* [TASK BRIEF]:
Return a copy of each line in the listing that includes the word "HistorySummary".

* [RECORDS PROVIDED]:
=======

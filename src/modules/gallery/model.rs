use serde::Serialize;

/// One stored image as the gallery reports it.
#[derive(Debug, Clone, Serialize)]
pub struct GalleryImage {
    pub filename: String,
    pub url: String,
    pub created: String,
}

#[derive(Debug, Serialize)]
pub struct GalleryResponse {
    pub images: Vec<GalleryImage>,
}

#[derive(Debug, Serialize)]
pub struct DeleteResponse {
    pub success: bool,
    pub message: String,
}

=======

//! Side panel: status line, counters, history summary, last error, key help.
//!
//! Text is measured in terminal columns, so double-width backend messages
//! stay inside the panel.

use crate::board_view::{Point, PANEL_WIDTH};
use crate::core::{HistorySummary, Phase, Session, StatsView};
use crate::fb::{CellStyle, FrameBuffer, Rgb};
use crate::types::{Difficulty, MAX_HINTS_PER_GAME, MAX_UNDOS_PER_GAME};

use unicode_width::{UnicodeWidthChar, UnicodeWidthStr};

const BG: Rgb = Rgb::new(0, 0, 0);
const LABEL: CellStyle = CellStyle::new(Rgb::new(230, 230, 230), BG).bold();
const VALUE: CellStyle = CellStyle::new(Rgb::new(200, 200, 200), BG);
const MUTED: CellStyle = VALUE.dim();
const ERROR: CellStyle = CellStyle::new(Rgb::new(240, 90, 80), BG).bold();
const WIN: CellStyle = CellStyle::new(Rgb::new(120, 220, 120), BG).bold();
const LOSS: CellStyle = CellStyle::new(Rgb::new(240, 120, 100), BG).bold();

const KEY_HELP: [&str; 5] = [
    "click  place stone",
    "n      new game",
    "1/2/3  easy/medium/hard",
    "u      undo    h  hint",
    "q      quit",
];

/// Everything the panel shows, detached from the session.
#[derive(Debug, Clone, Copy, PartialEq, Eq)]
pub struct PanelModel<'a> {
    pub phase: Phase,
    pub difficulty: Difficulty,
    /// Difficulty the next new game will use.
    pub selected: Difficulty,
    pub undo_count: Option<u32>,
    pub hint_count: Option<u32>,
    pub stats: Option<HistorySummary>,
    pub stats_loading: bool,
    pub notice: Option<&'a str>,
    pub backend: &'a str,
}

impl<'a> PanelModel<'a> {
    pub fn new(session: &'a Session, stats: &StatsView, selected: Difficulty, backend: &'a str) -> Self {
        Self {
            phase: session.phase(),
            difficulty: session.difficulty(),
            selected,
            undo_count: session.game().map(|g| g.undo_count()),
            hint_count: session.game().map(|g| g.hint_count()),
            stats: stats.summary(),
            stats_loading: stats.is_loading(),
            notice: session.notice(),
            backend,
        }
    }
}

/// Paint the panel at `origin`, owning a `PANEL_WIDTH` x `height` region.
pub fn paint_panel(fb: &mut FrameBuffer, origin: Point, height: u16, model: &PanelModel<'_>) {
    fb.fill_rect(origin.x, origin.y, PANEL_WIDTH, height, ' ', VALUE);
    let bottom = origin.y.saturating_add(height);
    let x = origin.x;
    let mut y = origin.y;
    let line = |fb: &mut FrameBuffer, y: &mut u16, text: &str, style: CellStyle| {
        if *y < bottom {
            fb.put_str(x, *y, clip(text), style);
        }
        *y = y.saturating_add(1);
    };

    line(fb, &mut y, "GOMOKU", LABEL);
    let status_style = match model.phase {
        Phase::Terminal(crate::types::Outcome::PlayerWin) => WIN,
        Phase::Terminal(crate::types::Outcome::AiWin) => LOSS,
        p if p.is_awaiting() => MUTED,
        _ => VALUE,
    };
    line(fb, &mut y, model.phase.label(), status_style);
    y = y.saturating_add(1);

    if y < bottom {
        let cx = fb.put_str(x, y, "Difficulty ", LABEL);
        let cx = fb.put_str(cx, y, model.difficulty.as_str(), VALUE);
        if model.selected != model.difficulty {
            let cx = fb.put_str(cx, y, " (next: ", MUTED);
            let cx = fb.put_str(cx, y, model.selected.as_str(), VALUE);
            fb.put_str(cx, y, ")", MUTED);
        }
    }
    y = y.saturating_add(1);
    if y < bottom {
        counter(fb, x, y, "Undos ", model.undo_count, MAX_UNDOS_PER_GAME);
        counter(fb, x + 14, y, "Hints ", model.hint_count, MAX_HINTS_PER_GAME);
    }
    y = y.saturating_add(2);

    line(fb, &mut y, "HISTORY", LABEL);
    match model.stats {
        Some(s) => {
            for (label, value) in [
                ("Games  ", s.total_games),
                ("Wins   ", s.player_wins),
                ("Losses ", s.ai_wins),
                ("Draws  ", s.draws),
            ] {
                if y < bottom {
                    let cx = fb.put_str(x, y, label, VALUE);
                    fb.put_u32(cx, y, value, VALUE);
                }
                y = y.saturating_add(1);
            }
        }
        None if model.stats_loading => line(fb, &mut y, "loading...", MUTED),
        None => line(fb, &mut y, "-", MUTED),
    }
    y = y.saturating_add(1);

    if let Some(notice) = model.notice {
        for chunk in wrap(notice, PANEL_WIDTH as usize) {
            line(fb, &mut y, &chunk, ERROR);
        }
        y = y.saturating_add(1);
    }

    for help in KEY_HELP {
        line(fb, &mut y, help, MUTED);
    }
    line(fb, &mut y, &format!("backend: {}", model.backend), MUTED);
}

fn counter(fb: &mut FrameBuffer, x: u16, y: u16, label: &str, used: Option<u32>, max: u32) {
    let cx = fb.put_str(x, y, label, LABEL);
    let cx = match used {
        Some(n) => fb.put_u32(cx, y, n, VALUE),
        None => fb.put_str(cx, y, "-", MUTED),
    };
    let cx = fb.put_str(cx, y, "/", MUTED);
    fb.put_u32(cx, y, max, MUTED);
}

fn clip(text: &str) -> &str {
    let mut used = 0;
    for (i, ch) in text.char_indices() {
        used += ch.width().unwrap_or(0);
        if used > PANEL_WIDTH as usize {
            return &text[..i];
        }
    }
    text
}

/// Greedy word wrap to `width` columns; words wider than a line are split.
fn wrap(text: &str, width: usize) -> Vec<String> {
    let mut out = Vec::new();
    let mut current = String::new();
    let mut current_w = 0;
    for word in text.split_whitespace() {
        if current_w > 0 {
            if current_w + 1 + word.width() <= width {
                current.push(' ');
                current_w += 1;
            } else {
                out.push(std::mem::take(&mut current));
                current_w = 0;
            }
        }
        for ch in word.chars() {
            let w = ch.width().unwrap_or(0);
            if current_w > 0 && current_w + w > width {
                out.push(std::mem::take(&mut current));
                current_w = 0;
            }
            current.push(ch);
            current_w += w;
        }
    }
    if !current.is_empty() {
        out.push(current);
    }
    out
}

=======

* [WRITTEN ANSWER]:
use crate::core::{HistorySummary, Phase, Session, StatsView};
    pub stats: Option<HistorySummary>,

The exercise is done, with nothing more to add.